▸ ACTIVITY: Give back exactly the lines of the entries below from the line with "fn uncaught_panic_unwinds_after_logging() ->" to the line with "assert_eq!(output.status.code(), Some(101));", inclusive, and only those.

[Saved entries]
- - - -

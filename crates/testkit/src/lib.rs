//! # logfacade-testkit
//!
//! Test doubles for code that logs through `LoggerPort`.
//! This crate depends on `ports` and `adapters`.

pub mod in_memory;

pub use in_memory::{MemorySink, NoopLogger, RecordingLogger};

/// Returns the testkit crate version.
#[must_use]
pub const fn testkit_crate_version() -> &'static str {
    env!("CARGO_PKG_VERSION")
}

- - - -

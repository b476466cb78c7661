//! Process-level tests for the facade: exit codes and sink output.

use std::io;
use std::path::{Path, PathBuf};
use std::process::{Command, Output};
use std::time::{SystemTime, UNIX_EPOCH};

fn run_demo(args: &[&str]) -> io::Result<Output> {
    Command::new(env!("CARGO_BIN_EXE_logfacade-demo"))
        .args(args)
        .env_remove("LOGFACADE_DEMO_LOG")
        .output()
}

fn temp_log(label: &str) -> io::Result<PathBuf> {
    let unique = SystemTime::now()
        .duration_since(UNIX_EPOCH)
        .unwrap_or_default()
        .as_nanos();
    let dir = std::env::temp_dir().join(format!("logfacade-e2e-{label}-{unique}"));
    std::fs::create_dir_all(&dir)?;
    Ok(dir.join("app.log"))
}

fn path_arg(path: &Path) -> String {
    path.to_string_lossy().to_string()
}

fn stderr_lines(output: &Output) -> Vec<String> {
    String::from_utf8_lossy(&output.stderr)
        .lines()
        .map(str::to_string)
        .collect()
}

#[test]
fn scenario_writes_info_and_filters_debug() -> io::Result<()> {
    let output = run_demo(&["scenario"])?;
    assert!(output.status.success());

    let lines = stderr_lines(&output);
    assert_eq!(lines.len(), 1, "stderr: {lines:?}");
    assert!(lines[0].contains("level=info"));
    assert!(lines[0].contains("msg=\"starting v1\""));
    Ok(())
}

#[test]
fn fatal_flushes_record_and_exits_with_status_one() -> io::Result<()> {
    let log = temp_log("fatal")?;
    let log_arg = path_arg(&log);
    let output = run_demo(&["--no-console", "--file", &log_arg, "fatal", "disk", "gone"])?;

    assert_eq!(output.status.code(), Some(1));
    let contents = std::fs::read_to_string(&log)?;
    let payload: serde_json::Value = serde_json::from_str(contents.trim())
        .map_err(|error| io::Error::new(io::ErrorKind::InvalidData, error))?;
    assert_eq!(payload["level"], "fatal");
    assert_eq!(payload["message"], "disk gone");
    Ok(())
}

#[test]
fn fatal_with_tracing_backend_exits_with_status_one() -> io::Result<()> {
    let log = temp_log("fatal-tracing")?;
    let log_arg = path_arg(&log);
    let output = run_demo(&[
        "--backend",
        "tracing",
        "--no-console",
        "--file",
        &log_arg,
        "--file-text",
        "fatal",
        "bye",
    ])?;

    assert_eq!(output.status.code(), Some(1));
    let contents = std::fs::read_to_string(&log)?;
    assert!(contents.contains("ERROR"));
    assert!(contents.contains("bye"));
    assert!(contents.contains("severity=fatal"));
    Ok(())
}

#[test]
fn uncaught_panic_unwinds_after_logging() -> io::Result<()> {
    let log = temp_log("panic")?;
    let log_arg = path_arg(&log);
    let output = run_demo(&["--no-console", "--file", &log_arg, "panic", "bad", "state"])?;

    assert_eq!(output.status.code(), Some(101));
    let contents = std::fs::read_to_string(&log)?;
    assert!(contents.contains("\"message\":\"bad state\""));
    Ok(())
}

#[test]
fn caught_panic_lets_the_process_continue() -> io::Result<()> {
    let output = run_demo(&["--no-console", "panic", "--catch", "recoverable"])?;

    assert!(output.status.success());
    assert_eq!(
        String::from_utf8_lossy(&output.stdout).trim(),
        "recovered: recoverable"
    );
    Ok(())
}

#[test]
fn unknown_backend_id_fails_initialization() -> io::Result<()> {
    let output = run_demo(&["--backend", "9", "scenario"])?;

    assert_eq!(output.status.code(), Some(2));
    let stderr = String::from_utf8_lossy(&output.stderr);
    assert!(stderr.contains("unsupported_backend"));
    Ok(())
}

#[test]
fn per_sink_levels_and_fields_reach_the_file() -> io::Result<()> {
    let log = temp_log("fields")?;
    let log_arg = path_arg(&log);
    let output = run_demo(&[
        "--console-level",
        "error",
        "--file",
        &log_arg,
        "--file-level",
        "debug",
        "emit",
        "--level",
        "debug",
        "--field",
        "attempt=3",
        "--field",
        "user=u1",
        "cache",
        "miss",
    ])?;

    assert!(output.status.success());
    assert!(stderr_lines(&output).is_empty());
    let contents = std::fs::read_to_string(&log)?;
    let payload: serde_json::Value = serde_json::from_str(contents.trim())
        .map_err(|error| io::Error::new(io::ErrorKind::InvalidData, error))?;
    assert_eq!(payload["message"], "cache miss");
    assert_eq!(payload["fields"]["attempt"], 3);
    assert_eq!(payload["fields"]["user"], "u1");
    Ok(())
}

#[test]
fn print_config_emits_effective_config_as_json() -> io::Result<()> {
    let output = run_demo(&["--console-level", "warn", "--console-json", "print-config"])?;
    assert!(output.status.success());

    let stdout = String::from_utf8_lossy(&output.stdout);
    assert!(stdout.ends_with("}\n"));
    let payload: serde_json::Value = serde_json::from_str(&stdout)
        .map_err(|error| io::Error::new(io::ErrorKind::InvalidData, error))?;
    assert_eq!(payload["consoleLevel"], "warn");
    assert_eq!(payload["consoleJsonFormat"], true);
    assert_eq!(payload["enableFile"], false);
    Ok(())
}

- - - -

▸ REPLY:
fn uncaught_panic_unwinds_after_logging() -> io::Result<()> {
    let log = temp_log("panic")?;
    let log_arg = path_arg(&log);
    let output = run_demo(&["--no-console", "--file", &log_arg, "panic", "bad", "state"])?;

    assert_eq!(output.status.code(), Some(101));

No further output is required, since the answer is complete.